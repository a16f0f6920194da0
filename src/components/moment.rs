//! This module implements `AbsoluteMoment`.

use core::{
    cmp::Ordering,
    hash::{Hash, Hasher},
};

use writeable::Writeable;

use crate::{
    arithmetic, calendar,
    calendar::Weekday,
    codec::{self, TimeFields},
    components::SignedDuration,
    formatting::FormattableMoment,
    iso::{is_standard_year, IsoDate, IsoDateTime, IsoTime},
    TemporalError, TemporalResult, TICKS_PER_DAY, TICKS_PER_NANOSECOND,
};


/// A calendar instant in the proleptic Gregorian calendar, optionally
/// carrying a time of day.
///
/// The date is held as a packed day ordinal (see [`crate::codec`]) and the
/// time of day as ticks of 10 femtoseconds since midnight. Years may range
/// over [`crate::MIN_YEAR`]`..=`[`crate::MAX_YEAR`].
///
/// Equality and ordering compare the day ordinal and then the time ticks,
/// with a date-only value counting as midnight. A date-only value therefore
/// equals the same date at `00:00:00`.
///
/// ```rust
/// use extended_temporal::{AbsoluteMoment, SignedDuration};
///
/// let moment = AbsoluteMoment::try_new_with_time(781_225, 8, 5, 18, 45, 0).unwrap();
/// let later = moment.add(&SignedDuration::from_days(50).unwrap()).unwrap();
/// assert_eq!((later.year(), later.month(), later.day()), (781_225, 9, 24));
/// assert_eq!(later.to_string(), "781225 AC; 09-24; 18:45:00");
/// ```
#[derive(Debug, Default, Clone, Copy)]
pub struct AbsoluteMoment {
    day_ordinal: i64,
    time_ticks: u64,
    has_time: bool,
}

// ==== Construction ====

impl AbsoluteMoment {
    /// The empty moment: day ordinal zero with no time of day.
    pub const EMPTY: Self = Self::new_unchecked(0, None);

    pub(crate) const fn new_unchecked(day_ordinal: i64, time_ticks: Option<u64>) -> Self {
        match time_ticks {
            Some(time_ticks) => Self {
                day_ordinal,
                time_ticks,
                has_time: true,
            },
            None => Self {
                day_ordinal,
                time_ticks: 0,
                has_time: false,
            },
        }
    }

    /// Creates a date-only moment.
    pub fn try_new(year: i64, month: u8, day: u8) -> TemporalResult<Self> {
        Ok(Self::new_unchecked(
            codec::pack_date(year, month, day)?,
            None,
        ))
    }

    /// Creates a moment with a time of day to the whole second.
    pub fn try_new_with_time(
        year: i64,
        month: u8,
        day: u8,
        hour: u8,
        minute: u8,
        second: u8,
    ) -> TemporalResult<Self> {
        Self::try_new_with_ticks(year, month, day, hour, minute, second, 0)
    }

    /// Creates a moment whose seconds carry a fraction in `[0, 1)`.
    #[allow(clippy::too_many_arguments)]
    pub fn try_new_with_fraction(
        year: i64,
        month: u8,
        day: u8,
        hour: u8,
        minute: u8,
        second: u8,
        fraction: f64,
    ) -> TemporalResult<Self> {
        let ticks = codec::pack_time_with_fraction(hour, minute, second, fraction)?;
        Ok(Self::new_unchecked(
            codec::pack_date(year, month, day)?,
            Some(ticks),
        ))
    }

    /// Creates a moment whose seconds carry an exact count of sub-second ticks.
    #[allow(clippy::too_many_arguments)]
    pub fn try_new_with_ticks(
        year: i64,
        month: u8,
        day: u8,
        hour: u8,
        minute: u8,
        second: u8,
        subsecond_ticks: u64,
    ) -> TemporalResult<Self> {
        let ticks = codec::pack_time(hour, minute, second, subsecond_ticks)?;
        Ok(Self::new_unchecked(
            codec::pack_date(year, month, day)?,
            Some(ticks),
        ))
    }

    /// Creates a moment from a packed day ordinal and optional time ticks.
    pub fn from_ordinal(day_ordinal: i64, time_ticks: Option<u64>) -> TemporalResult<Self> {
        let (year, month, day) = codec::unpack_date(day_ordinal);
        codec::validate_date(year, month, day)?;
        if time_ticks.is_some_and(|ticks| ticks >= TICKS_PER_DAY) {
            return Err(TemporalError::validation().with_message("time ticks must be below one day."));
        }
        Ok(Self::new_unchecked(day_ordinal, time_ticks))
    }

    /// Returns this moment without its time of day.
    #[inline]
    #[must_use]
    pub const fn date_only(&self) -> Self {
        Self::new_unchecked(self.day_ordinal, None)
    }

    /// Returns this date at the given time of day.
    pub fn with_time(
        &self,
        hour: u8,
        minute: u8,
        second: u8,
        subsecond_ticks: u64,
    ) -> TemporalResult<Self> {
        let ticks = codec::pack_time(hour, minute, second, subsecond_ticks)?;
        Ok(Self::new_unchecked(self.day_ordinal, Some(ticks)))
    }
}

// ==== Accessors ====

impl AbsoluteMoment {
    /// Returns the packed day ordinal.
    #[inline]
    #[must_use]
    pub const fn day_ordinal(&self) -> i64 {
        self.day_ordinal
    }

    /// Returns the time of day in ticks, if one is present.
    #[inline]
    #[must_use]
    pub const fn time_ticks(&self) -> Option<u64> {
        if self.has_time {
            Some(self.time_ticks)
        } else {
            None
        }
    }

    #[inline]
    fn ymd(&self) -> (i64, u8, u8) {
        codec::unpack_date(self.day_ordinal)
    }

    #[inline]
    fn time_fields(&self) -> TimeFields {
        codec::unpack_time(self.time_ticks)
    }

    /// Returns the proleptic year, which may be zero or negative.
    #[inline]
    #[must_use]
    pub fn year(&self) -> i64 {
        self.ymd().0
    }

    /// Returns the month, `1..=12`.
    #[inline]
    #[must_use]
    pub fn month(&self) -> u8 {
        self.ymd().1
    }

    /// Returns the day of the month.
    #[inline]
    #[must_use]
    pub fn day(&self) -> u8 {
        self.ymd().2
    }

    /// Returns the hour, or zero for a date-only moment.
    #[inline]
    #[must_use]
    pub fn hour(&self) -> u8 {
        self.time_fields().hour
    }

    /// Returns the minute, or zero for a date-only moment.
    #[inline]
    #[must_use]
    pub fn minute(&self) -> u8 {
        self.time_fields().minute
    }

    /// Returns the whole second, or zero for a date-only moment.
    #[inline]
    #[must_use]
    pub fn second(&self) -> u8 {
        self.time_fields().second
    }

    /// Returns the fraction of the current second.
    #[inline]
    #[must_use]
    pub fn second_fraction(&self) -> f64 {
        self.time_fields().fraction()
    }

    /// Returns the sub-second part of the time in ticks.
    #[inline]
    #[must_use]
    pub fn subsecond_ticks(&self) -> u64 {
        self.time_fields().subsecond
    }

    /// Returns whether this moment carries a time of day.
    #[inline]
    #[must_use]
    pub const fn has_time(&self) -> bool {
        self.has_time
    }

    /// Returns whether this moment's year has a February 29th.
    #[must_use]
    pub fn is_leap_year(&self) -> bool {
        calendar::is_leap_year(self.year())
    }

    /// Returns the length of this moment's month.
    #[must_use]
    pub fn days_in_month(&self) -> u8 {
        let (year, month, _) = self.ymd();
        calendar::days_in_month_unchecked(year, month)
    }

    /// Returns the weekday. See [`calendar::day_of_week`] for the caveat
    /// that applies outside the standard range.
    #[must_use]
    pub fn day_of_week(&self) -> Weekday {
        let (year, month, day) = self.ymd();
        calendar::day_of_week_unchecked(year, month, day)
    }

    /// Returns the one-based day of the year.
    #[must_use]
    pub fn day_of_year(&self) -> u16 {
        let (year, month, day) = self.ymd();
        calendar::day_of_year_unchecked(year, month, day)
    }

    /// Returns whether this moment can be converted to an `IsoDateTime`.
    #[inline]
    #[must_use]
    pub fn is_standard(&self) -> bool {
        is_standard_year(self.year())
    }

    /// Returns whether this is the empty moment.
    #[inline]
    #[must_use]
    pub const fn is_empty(&self) -> bool {
        self.day_ordinal == 0 && !self.has_time
    }

    #[inline]
    fn comparison_key(&self) -> (i64, u64) {
        (self.day_ordinal, self.time_ticks)
    }
}

// ==== Arithmetic ====

impl AbsoluteMoment {
    /// Returns this moment moved by `duration`.
    ///
    /// The result carries a time of day if this moment does or if the
    /// duration has a nonzero time fragment. Fails with a range error when
    /// the resulting year leaves the supported range.
    pub fn add(&self, duration: &SignedDuration) -> TemporalResult<Self> {
        let has_time = self.has_time || duration.time_ticks() != 0;

        if let Some(result) = self.add_on_host(duration) {
            #[cfg(feature = "log")]
            log::trace!("AbsoluteMoment::add: host path");
            return Ok(Self::from_iso_parts(result, has_time));
        }

        let mut time_ticks = self.time_ticks + duration.time_ticks();
        let mut day_shift: i64 = 0;
        if time_ticks >= TICKS_PER_DAY {
            time_ticks -= TICKS_PER_DAY;
            day_shift = 1;
        }
        let day_shift = day_shift
            .checked_add(duration.days())
            .ok_or(TemporalError::range().with_message("day shift overflowed."))?;

        let day_ordinal = if day_shift == 0 {
            self.day_ordinal
        } else {
            let (year, month, day) = self.ymd();
            let (year, month, day) = arithmetic::shift_date(year, month, day, day_shift)?;
            codec::pack_date_unchecked(year, month, day)
        };

        Ok(Self::new_unchecked(
            day_ordinal,
            has_time.then_some(time_ticks),
        ))
    }

    // The host records only hold whole nanoseconds, so finer ticks always
    // take the extended path.
    fn add_on_host(&self, duration: &SignedDuration) -> Option<IsoDateTime> {
        if !self.is_standard()
            || !duration.is_standard()
            || self.time_ticks % TICKS_PER_NANOSECOND != 0
            || duration.time_ticks() % TICKS_PER_NANOSECOND != 0
        {
            return None;
        }
        let start = self.to_iso_date_time().ok()?;
        let duration = duration.to_iso_duration().ok()?;
        start.checked_add(&duration).ok()
    }

    /// Returns this moment moved back by `duration`.
    pub fn subtract(&self, duration: &SignedDuration) -> TemporalResult<Self> {
        self.add(&duration.negate())
    }

    /// Returns the duration from `other` to this moment.
    ///
    /// Date-only moments count as midnight.
    pub fn since(&self, other: &Self) -> TemporalResult<SignedDuration> {
        let (year_one, month_one, day_one) = self.ymd();
        let (year_two, month_two, day_two) = other.ymd();
        let days = arithmetic::date_diff(year_one, month_one, day_one, year_two, month_two, day_two)?;
        let ticks = i128::from(days) * i128::from(TICKS_PER_DAY) + i128::from(self.time_ticks)
            - i128::from(other.time_ticks);
        SignedDuration::from_total_ticks(ticks)
    }

    /// Returns the duration from this moment to `other`.
    pub fn until(&self, other: &Self) -> TemporalResult<SignedDuration> {
        other.since(self)
    }
}

// ==== Conversions ====

impl AbsoluteMoment {
    fn from_iso_parts(date_time: IsoDateTime, has_time: bool) -> Self {
        let IsoDate { year, month, day } = date_time.date;
        let day_ordinal = codec::pack_date_unchecked(i64::from(year), month, day);
        let ticks = date_time.time.to_nanoseconds() * TICKS_PER_NANOSECOND;
        Self::new_unchecked(day_ordinal, has_time.then_some(ticks))
    }

    /// Converts to an `IsoDateTime`, truncating sub-nanosecond ticks.
    ///
    /// Fails with a range error outside the standard range. A date-only
    /// moment converts to midnight.
    pub fn to_iso_date_time(&self) -> TemporalResult<IsoDateTime> {
        let (year, month, day) = self.ymd();
        if !is_standard_year(year) {
            return Err(
                TemporalError::range().with_message("moment is outside the standard range.")
            );
        }
        let date = IsoDate::new_unchecked(year as i32, month, day);
        let time = IsoTime::from_nanoseconds(self.time_ticks / TICKS_PER_NANOSECOND);
        Ok(IsoDateTime::new(date, time))
    }

    /// Creates a moment from an `IsoDateTime`.
    ///
    /// The time of day is omitted when it is exactly midnight.
    #[must_use]
    pub fn from_iso_date_time(date_time: IsoDateTime) -> Self {
        Self::from_iso_parts(date_time, !date_time.time.is_midnight())
    }
}

impl From<IsoDateTime> for AbsoluteMoment {
    fn from(date_time: IsoDateTime) -> Self {
        Self::from_iso_date_time(date_time)
    }
}

impl From<IsoDate> for AbsoluteMoment {
    fn from(date: IsoDate) -> Self {
        Self::from_iso_parts(IsoDateTime::new(date, IsoTime::midnight()), false)
    }
}

impl TryFrom<AbsoluteMoment> for IsoDateTime {
    type Error = TemporalError;

    fn try_from(moment: AbsoluteMoment) -> Result<Self, Self::Error> {
        moment.to_iso_date_time()
    }
}

// ==== Comparison ====

impl PartialEq for AbsoluteMoment {
    fn eq(&self, other: &Self) -> bool {
        self.comparison_key() == other.comparison_key()
    }
}

impl Eq for AbsoluteMoment {}

impl PartialOrd for AbsoluteMoment {
    fn partial_cmp(&self, other: &Self) -> Option<Ordering> {
        Some(self.cmp(other))
    }
}

impl Ord for AbsoluteMoment {
    fn cmp(&self, other: &Self) -> Ordering {
        self.comparison_key().cmp(&other.comparison_key())
    }
}

impl Hash for AbsoluteMoment {
    fn hash<H: Hasher>(&self, state: &mut H) {
        self.comparison_key().hash(state);
    }
}

// ==== Formatting ====

impl Writeable for AbsoluteMoment {
    fn write_to<W: core::fmt::Write + ?Sized>(&self, sink: &mut W) -> core::fmt::Result {
        let (year, month, day) = self.ymd();
        FormattableMoment {
            year,
            month,
            day,
            time: self.has_time.then(|| self.time_fields()),
        }
        .write_to(sink)
    }
}

writeable::impl_display_with_writeable!(AbsoluteMoment);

▶ _ACTIVITY_: Go to the line in the material above that contains "self.day_ordinal == 0" and copy exactly from there through the line that contains "finer ticks always", stopping after it.

▶ _REPLY TO THE EXERCISE_:
        self.day_ordinal == 0 && !self.has_time
    }

    #[inline]
    fn comparison_key(&self) -> (i64, u64) {
        (self.day_ordinal, self.time_ticks)
    }
}

// ==== Arithmetic ====

impl AbsoluteMoment {
    /// Returns this moment moved by `duration`.
    ///
    /// The result carries a time of day if this moment does or if the
    /// duration has a nonzero time fragment. Fails with a range error when
    /// the resulting year leaves the supported range.
    pub fn add(&self, duration: &SignedDuration) -> TemporalResult<Self> {
        let has_time = self.has_time || duration.time_ticks() != 0;

        if let Some(result) = self.add_on_host(duration) {
            #[cfg(feature = "log")]
            log::trace!("AbsoluteMoment::add: host path");
            return Ok(Self::from_iso_parts(result, has_time));
        }

        let mut time_ticks = self.time_ticks + duration.time_ticks();
        let mut day_shift: i64 = 0;
        if time_ticks >= TICKS_PER_DAY {
            time_ticks -= TICKS_PER_DAY;
            day_shift = 1;
        }
        let day_shift = day_shift
            .checked_add(duration.days())
            .ok_or(TemporalError::range().with_message("day shift overflowed."))?;

        let day_ordinal = if day_shift == 0 {
            self.day_ordinal
        } else {
            let (year, month, day) = self.ymd();
            let (year, month, day) = arithmetic::shift_date(year, month, day, day_shift)?;
            codec::pack_date_unchecked(year, month, day)
        };

        Ok(Self::new_unchecked(
            day_ordinal,
            has_time.then_some(time_ticks),
        ))
    }

    // The host records only hold whole nanoseconds, so finer ticks always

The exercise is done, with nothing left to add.